Uniting Voices Chicago
- Formation: 1956
- Type: Youth organization
- Legal status: Non-profit organization
- Headquarters: Hyde Park, Chicago, Illinois, U.S.
- Website: ccchoir.org
- Formerly called: Chicago Children's Choir (1956–2022)

= Uniting Voices Chicago =

Uniting Voices Chicago, previously known as the Chicago Children's Choir from 1956 to 2022, is a nonprofit children's choir organization based in Chicago, Illinois, United States. It was founded in 1956 at the First Unitarian Church of Chicago in the city's Hyde Park neighborhood. It was renamed in October 2022.

==History==
In 1956 during the Civil Rights Movement, the late Rev. Christopher Moore founded the multiracial, multicultural Chicago Children's Choir at Hyde Park's First Unitarian Church of Chicago. He believed that youth from diverse backgrounds could better understand each other - and themselves - by learning to make beautiful music together. Today, the choir is fully independent and serves all of Chicago from its home in the Chicago Cultural Center.
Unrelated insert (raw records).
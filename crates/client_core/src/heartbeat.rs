use std::{
    sync::{Arc, Mutex, PoisonError},
    time::Duration,
};

use tokio::{
    task::JoinHandle,
    time::{interval_at, Instant, MissedTickBehavior},
};
use tracing::{debug, warn};

pub const DEFAULT_HEARTBEAT_INTERVAL: Duration = Duration::from_secs(30);
pub const DEFAULT_MISSED_THRESHOLD: u32 = 2;

#[derive(Debug, Clone, Copy, PartialEq, Eq)]
pub struct HeartbeatConfig {
    pub interval: Duration,
    pub missed_threshold: u32,
}

impl Default for HeartbeatConfig {
    fn default() -> Self {
        Self {
            interval: DEFAULT_HEARTBEAT_INTERVAL,
            missed_threshold: DEFAULT_MISSED_THRESHOLD,
        }
    }
}

impl HeartbeatConfig {
    /// Silence longer than this means the socket is presumed dead.
    pub fn timeout(&self) -> Duration {
        self.interval.saturating_mul(self.missed_threshold.saturating_add(1))
    }
}

/// Time of the last inbound socket message, shared by the connection and its monitor.
#[derive(Debug, Clone)]
pub struct Liveness {
    last_message_time: Arc<Mutex<Instant>>,
}

impl Default for Liveness {
    fn default() -> Self {
        Self::new()
    }
}

impl Liveness {
    pub fn new() -> Self {
        Self {
            last_message_time: Arc::new(Mutex::new(Instant::now())),
        }
    }

    pub fn touch(&self) {
        *self
            .last_message_time
            .lock()
            .unwrap_or_else(PoisonError::into_inner) = Instant::now();
    }

    pub fn last_message_time(&self) -> Instant {
        *self
            .last_message_time
            .lock()
            .unwrap_or_else(PoisonError::into_inner)
    }

    pub fn elapsed(&self) -> Duration {
        self.last_message_time().elapsed()
    }
}

/// Receives the monitor's decisions. Implementations must not block.
pub trait HeartbeatSink: Send + Sync + 'static {
    fn send_heartbeat(&self);
    fn heartbeat_timed_out(&self, silent_for: Duration);
}

pub struct HeartbeatMonitor {
    config: HeartbeatConfig,
    task: Option<JoinHandle<()>>,
}

impl HeartbeatMonitor {
    pub fn new(config: HeartbeatConfig) -> Self {
        Self { config, task: None }
    }

    pub fn is_running(&self) -> bool {
        self.task.as_ref().is_some_and(|task| !task.is_finished())
    }

    /// Starts ticking. Does nothing while a previous start is still running.
    pub fn start<S: HeartbeatSink>(&mut self, liveness: Liveness, sink: S) {
        if self.is_running() {
            return;
        }

        let config = self.config;
        let timeout = config.timeout();
        debug!(
            interval_ms = config.interval.as_millis() as u64,
            timeout_ms = timeout.as_millis() as u64,
            "heartbeat: starting"
        );
        self.task = Some(tokio::spawn(async move {
            let mut ticker = interval_at(Instant::now() + config.interval, config.interval);
            ticker.set_missed_tick_behavior(MissedTickBehavior::Delay);
            loop {
                ticker.tick().await;
                let silent_for = liveness.elapsed();
                if silent_for > timeout {
                    warn!(
                        silent_for_ms = silent_for.as_millis() as u64,
                        "heartbeat: no inbound traffic, closing connection"
                    );
                    sink.heartbeat_timed_out(silent_for);
                    break;
                }
                sink.send_heartbeat();
            }
        }));
    }

    pub fn stop(&mut self) {
        if let Some(task) = self.task.take() {
            task.abort();
            debug!("heartbeat: stopped");
        }
    }
}

impl Drop for HeartbeatMonitor {
    fn drop(&mut self) {
        self.stop();
    }
}

#[cfg(test)]
#[path = "tests/heartbeat_tests.rs"]
mod tests;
Distinguished singers included David Edmonds, who performed with the choir from 1970 to 1977. He sang classical, folk and spiritual pieces as lead soloist in numerous concerts, both in Chicago and on national tours. He can be heard on the choir's 1972 album Chicago Children's Choir Sings at Orchestra Hall. Edmonds also performed with the Joffrey Ballet, the Rockefeller Chapel Orchestra and Chorus, and the Bretton Woods Boy Singers. He died from AIDS complications in 1990.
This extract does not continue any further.